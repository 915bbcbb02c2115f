//! HTTP client wrapper for metadata and webhook requests.

use log::debug;
use reqwest::{Client, Response};

use crate::config::ClientConfig;
use crate::error::{DisboxError, Result};

/// HTTP client shared by the metadata and webhook clients.
///
/// Wraps a `reqwest::Client`, so clones share one connection pool.
#[derive(Debug, Clone)]
pub struct HttpClient {
    client: Client,
}

impl HttpClient {
    /// Create a new HTTP client.
    pub fn new() -> Self {
        Self {
            client: Client::new(),
        }
    }

    /// Create a client honoring the proxy and timeout settings of `config`.
    pub fn from_config(config: &ClientConfig) -> Result<Self> {
        let mut builder = Client::builder();

        if let Some(proxy) = &config.proxy {
            let proxy = reqwest::Proxy::all(proxy)
                .map_err(|e| DisboxError::InvalidArgument(format!("Invalid proxy: {}", e)))?;
            builder = builder.proxy(proxy);
        }
        if let Some(timeout) = config.request_timeout {
            builder = builder.timeout(timeout);
        }

        Ok(Self {
            client: builder.build()?,
        })
    }

    /// Make a GET request, failing on non-success status.
    pub async fn get(&self, url: &str) -> Result<Response> {
        debug!("GET {}", url);
        let response = self.client.get(url).send().await?;

        if !response.status().is_success() {
            debug!("GET {} -> {}", url, response.status());
            return Err(DisboxError::HttpError(response.status().as_u16()));
        }

        Ok(response)
    }

    /// Make a GET request and return the body as a string.
    pub async fn get_text(&self, url: &str) -> Result<String> {
        let text = self.get(url).await?.text().await?;
        debug!("GET {} -> {} bytes", url, text.len());
        Ok(text)
    }

    /// Make a POST request with a JSON body.
    ///
    /// The status is returned unchecked; callers decide what counts as rejection.
    pub async fn post_json(&self, url: &str, body: &serde_json::Value) -> Result<Response> {
        debug!("POST {}", url);
        let response = self
            .client
            .post(url)
            .header("Content-Type", "application/json")
            .body(serde_json::to_string(body)?)
            .send()
            .await?;
        debug!("POST {} -> {}", url, response.status());
        Ok(response)
    }
}

impl Default for HttpClient {
    fn default() -> Self {
        Self::new()
    }
}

───

Description of the task
Please find every line in the records that contains the word "proxy", and copy it out.

Output for this exercise
    /// Create a client honoring the proxy and timeout settings of `config`.
        if let Some(proxy) = &config.proxy {
            let proxy = reqwest::Proxy::all(proxy)
                .map_err(|e| DisboxError::InvalidArgument(format!("Invalid proxy: {}", e)))?;
            builder = builder.proxy(proxy);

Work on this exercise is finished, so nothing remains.